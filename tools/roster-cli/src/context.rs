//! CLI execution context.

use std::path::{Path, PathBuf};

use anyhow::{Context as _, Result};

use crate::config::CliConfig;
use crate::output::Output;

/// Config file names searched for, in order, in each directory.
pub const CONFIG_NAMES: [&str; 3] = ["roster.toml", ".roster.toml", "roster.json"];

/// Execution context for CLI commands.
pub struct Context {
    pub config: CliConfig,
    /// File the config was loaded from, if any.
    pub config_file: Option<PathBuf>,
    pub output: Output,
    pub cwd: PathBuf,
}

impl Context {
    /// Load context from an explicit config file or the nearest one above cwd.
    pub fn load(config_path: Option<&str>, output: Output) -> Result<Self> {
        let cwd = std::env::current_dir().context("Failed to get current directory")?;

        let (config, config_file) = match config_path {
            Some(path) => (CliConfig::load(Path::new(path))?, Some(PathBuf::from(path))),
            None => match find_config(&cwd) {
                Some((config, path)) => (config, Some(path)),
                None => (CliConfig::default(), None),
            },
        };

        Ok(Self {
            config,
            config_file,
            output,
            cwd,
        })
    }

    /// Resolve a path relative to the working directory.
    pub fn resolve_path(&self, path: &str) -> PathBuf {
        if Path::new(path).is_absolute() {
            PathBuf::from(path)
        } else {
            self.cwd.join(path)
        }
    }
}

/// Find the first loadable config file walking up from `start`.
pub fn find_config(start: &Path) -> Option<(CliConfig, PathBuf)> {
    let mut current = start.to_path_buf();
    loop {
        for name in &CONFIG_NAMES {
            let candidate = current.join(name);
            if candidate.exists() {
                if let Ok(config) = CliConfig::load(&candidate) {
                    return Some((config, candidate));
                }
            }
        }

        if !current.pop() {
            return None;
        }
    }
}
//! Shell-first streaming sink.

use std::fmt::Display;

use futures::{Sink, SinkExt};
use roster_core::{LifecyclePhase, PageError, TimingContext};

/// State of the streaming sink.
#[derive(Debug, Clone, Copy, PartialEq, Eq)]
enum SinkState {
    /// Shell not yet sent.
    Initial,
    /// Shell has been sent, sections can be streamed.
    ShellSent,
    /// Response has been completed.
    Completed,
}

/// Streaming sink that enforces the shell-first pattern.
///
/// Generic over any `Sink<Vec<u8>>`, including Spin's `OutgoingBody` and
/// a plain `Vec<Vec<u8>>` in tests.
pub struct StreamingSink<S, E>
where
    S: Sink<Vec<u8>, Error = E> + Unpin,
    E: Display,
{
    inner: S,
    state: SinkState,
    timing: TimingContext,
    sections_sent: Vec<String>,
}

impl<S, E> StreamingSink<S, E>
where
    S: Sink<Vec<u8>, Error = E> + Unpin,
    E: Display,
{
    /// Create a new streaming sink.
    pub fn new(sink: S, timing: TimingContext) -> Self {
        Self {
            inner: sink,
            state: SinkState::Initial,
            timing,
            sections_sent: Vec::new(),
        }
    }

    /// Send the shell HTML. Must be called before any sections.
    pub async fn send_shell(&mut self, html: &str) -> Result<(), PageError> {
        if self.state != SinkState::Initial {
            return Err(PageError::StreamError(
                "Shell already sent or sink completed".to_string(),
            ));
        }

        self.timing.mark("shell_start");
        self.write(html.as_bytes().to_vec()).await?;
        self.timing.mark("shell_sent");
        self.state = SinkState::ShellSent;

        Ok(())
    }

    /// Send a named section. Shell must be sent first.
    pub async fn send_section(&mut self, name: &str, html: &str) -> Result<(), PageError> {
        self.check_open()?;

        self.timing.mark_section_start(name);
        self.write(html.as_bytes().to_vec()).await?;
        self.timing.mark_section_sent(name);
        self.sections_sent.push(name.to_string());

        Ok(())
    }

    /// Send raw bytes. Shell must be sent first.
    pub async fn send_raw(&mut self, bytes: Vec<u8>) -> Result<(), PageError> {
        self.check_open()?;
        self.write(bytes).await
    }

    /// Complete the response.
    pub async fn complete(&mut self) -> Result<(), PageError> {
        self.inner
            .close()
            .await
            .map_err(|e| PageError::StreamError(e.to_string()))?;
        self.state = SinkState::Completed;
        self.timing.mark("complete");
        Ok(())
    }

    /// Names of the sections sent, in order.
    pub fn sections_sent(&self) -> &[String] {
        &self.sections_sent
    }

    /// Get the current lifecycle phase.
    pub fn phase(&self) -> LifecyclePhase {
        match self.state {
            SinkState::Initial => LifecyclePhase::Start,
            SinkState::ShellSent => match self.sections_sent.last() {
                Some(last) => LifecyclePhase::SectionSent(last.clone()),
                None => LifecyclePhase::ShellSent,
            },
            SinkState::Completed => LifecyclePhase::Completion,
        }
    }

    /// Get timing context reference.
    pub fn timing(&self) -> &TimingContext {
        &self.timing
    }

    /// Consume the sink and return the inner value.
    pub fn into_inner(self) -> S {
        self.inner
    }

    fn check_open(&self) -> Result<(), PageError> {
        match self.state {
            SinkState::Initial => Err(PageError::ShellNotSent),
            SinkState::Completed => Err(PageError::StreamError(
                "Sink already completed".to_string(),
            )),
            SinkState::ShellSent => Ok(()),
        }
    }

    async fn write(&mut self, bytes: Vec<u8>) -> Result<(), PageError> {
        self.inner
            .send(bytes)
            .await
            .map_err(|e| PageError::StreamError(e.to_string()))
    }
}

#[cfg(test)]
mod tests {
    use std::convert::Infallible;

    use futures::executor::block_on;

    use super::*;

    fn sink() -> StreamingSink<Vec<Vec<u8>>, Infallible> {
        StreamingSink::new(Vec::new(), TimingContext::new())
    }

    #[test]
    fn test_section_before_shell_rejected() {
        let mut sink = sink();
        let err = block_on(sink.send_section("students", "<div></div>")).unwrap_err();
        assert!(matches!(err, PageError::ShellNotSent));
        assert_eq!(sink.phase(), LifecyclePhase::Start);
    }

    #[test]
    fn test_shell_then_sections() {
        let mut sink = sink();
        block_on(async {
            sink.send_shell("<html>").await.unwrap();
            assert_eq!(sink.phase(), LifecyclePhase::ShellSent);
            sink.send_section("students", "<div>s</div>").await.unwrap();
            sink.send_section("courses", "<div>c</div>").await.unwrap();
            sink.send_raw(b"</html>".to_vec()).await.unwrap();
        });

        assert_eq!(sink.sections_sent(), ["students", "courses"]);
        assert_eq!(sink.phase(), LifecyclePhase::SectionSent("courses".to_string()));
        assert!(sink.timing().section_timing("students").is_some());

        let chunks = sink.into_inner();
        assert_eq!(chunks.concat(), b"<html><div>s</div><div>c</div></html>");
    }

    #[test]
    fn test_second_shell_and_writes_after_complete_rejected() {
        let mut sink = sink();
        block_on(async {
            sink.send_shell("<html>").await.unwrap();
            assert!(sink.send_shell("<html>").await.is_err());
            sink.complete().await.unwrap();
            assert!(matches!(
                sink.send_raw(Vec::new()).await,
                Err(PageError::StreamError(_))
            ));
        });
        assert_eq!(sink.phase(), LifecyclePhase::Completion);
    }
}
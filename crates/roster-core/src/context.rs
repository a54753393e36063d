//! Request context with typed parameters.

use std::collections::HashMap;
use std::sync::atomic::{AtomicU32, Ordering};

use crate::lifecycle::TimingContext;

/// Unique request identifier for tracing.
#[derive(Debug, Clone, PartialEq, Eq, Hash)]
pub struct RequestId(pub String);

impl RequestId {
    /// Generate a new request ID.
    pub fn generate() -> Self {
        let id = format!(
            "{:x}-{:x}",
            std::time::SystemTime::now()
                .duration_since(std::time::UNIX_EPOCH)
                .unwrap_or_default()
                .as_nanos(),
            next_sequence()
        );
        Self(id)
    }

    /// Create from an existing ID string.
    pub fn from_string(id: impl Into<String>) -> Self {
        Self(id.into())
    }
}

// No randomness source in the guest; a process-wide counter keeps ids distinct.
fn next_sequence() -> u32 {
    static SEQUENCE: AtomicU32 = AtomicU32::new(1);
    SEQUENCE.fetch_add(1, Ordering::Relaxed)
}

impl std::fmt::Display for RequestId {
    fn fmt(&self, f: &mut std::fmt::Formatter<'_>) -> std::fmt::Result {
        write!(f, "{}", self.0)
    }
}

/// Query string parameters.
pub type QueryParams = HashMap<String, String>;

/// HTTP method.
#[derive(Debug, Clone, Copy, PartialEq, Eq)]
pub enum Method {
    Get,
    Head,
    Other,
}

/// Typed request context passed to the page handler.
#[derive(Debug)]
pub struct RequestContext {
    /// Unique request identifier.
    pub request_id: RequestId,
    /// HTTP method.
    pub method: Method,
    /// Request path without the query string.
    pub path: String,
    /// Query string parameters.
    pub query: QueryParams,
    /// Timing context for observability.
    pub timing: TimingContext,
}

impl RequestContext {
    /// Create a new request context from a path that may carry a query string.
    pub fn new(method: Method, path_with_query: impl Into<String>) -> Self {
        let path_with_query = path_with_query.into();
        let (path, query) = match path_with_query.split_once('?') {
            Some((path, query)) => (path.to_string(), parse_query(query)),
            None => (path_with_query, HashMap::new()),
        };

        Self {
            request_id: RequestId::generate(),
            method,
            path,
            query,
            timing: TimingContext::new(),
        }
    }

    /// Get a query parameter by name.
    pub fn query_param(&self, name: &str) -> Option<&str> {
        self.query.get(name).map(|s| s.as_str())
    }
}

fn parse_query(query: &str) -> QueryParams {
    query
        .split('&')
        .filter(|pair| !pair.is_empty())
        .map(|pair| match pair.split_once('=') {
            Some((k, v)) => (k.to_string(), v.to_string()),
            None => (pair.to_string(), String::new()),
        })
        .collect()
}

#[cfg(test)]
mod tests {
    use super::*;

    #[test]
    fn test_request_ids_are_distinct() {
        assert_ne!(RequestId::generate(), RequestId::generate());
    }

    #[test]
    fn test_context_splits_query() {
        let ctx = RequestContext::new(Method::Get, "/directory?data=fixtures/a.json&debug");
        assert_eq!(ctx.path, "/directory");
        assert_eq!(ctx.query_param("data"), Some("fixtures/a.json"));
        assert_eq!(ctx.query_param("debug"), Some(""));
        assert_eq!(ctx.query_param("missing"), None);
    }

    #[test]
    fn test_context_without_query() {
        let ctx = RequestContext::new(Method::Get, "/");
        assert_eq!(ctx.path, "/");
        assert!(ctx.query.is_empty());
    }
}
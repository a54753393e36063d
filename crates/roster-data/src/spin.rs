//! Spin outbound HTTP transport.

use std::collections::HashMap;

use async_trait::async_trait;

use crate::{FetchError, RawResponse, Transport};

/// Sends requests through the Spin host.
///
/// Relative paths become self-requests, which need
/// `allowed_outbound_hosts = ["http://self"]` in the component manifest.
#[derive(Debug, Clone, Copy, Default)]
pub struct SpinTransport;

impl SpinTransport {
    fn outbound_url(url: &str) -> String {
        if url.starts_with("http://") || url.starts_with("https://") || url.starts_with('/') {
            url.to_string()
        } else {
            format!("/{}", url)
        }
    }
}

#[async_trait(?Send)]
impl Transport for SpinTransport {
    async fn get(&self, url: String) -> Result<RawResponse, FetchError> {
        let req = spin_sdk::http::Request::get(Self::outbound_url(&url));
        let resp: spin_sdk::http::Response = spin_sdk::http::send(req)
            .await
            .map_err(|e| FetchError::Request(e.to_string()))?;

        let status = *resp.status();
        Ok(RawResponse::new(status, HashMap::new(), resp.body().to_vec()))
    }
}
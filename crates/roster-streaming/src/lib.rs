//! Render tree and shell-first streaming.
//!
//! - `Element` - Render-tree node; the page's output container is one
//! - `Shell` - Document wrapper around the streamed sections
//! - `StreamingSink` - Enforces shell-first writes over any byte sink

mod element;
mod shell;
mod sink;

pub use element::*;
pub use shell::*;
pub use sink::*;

###

**Your instructions**
Using the material above, return each line in which the word "streamed" occurs.

**Written reply**
    /// Shell has been sent, sections can be streamed.
//! - `Shell` - Document wrapper around the streamed sections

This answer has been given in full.